++++ Provided information
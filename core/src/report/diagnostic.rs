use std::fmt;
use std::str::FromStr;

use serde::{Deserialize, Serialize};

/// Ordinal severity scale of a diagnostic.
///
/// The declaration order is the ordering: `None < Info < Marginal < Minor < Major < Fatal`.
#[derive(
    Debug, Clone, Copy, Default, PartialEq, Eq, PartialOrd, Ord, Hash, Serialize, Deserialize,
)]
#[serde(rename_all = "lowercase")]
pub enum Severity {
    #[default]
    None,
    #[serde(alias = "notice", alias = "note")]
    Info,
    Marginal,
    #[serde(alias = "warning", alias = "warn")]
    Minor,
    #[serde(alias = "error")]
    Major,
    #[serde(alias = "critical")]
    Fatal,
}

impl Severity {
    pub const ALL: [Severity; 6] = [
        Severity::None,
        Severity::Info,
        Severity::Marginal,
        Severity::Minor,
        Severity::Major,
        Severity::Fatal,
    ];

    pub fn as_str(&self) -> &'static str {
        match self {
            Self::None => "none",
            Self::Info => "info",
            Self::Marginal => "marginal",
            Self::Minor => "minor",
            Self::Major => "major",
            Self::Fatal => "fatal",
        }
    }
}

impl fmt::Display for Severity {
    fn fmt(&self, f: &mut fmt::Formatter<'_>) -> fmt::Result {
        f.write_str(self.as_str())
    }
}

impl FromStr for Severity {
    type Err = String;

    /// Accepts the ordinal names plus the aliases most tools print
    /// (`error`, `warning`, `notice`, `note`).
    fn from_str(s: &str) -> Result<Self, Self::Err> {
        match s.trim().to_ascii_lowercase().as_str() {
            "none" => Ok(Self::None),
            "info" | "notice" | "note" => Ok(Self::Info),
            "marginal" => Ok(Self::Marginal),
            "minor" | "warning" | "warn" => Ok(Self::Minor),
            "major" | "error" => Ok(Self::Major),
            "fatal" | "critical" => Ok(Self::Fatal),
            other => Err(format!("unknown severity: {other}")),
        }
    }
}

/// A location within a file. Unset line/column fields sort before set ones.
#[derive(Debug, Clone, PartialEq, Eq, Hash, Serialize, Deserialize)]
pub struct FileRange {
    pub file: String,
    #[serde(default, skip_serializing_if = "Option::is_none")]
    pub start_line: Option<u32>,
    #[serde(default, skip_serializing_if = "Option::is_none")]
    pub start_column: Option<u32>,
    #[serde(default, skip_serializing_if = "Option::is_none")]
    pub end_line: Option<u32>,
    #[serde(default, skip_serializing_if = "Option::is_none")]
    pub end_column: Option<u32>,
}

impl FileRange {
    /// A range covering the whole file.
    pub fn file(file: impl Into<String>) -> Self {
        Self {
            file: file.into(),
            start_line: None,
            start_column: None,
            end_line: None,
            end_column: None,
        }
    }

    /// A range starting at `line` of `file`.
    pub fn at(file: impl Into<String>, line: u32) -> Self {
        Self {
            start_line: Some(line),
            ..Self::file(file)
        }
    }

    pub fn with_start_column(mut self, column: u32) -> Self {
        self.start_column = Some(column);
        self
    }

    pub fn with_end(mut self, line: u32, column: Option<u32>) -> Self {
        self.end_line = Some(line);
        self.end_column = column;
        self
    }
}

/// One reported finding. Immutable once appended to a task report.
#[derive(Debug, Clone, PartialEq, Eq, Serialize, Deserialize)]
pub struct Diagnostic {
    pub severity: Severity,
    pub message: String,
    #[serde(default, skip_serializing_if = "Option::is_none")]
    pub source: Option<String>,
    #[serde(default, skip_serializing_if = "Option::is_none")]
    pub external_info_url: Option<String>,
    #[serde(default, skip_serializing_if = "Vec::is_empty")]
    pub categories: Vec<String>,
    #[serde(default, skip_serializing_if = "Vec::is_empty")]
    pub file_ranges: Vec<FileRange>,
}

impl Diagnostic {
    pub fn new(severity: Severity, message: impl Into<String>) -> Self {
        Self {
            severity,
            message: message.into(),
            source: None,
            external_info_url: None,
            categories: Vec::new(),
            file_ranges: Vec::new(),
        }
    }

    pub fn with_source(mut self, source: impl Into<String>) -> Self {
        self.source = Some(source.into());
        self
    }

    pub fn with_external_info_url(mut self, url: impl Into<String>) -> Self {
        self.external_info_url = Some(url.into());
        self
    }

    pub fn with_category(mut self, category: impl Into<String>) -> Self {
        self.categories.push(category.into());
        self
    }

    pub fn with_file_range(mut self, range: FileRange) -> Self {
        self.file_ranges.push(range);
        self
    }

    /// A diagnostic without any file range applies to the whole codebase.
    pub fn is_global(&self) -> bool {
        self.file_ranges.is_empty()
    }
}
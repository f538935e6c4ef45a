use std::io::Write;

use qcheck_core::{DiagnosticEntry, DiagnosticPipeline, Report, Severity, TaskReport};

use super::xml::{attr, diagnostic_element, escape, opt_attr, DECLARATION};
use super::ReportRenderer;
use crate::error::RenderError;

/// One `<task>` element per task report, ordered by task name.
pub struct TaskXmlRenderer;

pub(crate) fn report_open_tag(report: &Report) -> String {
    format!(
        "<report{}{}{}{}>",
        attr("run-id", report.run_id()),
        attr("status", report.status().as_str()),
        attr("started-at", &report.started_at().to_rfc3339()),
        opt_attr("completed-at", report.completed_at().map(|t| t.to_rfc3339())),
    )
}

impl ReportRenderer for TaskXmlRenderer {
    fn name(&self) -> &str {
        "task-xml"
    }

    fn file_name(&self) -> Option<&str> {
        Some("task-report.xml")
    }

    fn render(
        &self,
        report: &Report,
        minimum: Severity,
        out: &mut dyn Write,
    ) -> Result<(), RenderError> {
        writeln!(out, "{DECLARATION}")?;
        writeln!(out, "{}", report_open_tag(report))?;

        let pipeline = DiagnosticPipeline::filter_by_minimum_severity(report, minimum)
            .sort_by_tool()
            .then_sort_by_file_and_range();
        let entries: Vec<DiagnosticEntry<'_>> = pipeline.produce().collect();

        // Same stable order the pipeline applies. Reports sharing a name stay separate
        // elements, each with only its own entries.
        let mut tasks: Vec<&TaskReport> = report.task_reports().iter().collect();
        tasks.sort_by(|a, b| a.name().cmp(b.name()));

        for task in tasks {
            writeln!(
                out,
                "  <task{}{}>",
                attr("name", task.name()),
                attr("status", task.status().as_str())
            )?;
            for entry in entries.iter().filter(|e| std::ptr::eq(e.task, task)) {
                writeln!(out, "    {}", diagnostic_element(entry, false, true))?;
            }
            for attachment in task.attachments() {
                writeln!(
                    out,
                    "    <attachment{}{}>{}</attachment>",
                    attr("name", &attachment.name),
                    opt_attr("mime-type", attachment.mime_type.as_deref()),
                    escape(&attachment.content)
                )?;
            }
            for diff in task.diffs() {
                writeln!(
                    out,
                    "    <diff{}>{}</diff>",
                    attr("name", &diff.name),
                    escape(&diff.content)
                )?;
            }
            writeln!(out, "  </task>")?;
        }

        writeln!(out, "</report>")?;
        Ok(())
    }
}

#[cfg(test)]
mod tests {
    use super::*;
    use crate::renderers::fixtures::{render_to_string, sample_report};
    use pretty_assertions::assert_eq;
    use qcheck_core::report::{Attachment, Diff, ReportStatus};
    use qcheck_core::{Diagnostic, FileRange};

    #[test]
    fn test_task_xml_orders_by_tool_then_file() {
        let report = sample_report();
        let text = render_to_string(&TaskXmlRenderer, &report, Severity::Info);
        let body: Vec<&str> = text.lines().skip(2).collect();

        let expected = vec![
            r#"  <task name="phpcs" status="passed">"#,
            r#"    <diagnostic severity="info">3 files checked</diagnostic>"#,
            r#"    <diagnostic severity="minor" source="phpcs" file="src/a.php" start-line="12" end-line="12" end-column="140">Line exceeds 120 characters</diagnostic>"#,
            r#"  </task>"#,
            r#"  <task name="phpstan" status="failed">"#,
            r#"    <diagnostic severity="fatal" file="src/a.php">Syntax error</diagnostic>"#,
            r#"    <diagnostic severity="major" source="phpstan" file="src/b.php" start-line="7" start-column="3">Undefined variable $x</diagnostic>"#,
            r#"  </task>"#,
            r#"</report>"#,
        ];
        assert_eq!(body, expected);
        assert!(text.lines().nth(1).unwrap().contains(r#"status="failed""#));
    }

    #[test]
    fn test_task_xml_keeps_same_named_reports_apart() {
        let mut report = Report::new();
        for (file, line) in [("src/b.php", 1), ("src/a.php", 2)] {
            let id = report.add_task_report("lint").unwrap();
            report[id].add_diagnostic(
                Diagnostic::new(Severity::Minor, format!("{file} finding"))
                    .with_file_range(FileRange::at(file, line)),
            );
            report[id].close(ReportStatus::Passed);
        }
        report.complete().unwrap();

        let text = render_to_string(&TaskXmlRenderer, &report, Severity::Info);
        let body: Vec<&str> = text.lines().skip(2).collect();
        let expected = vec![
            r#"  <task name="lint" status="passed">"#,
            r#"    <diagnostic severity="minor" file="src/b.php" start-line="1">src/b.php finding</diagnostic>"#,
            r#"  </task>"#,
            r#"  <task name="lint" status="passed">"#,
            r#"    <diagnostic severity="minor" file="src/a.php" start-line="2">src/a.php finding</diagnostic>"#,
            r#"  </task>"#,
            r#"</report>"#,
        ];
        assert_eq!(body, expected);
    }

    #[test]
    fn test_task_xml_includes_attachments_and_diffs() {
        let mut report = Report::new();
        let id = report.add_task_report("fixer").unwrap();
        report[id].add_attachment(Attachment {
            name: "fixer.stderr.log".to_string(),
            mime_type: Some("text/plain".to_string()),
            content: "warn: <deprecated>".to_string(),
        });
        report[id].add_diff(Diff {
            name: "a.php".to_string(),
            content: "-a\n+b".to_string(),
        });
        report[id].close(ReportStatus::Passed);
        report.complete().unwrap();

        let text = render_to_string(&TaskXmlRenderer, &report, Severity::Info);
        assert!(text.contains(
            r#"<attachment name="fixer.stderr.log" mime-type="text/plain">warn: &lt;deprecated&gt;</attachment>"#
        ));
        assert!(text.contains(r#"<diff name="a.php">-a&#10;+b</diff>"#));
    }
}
++++++++
• _Problem description_
Which lines above hold the string "content"? Show each of them.

• _Solution for this problem_
                    escape(&attachment.content)
                    escape(&diff.content)
            content: "warn: <deprecated>".to_string(),
            content: "-a\n+b".to_string(),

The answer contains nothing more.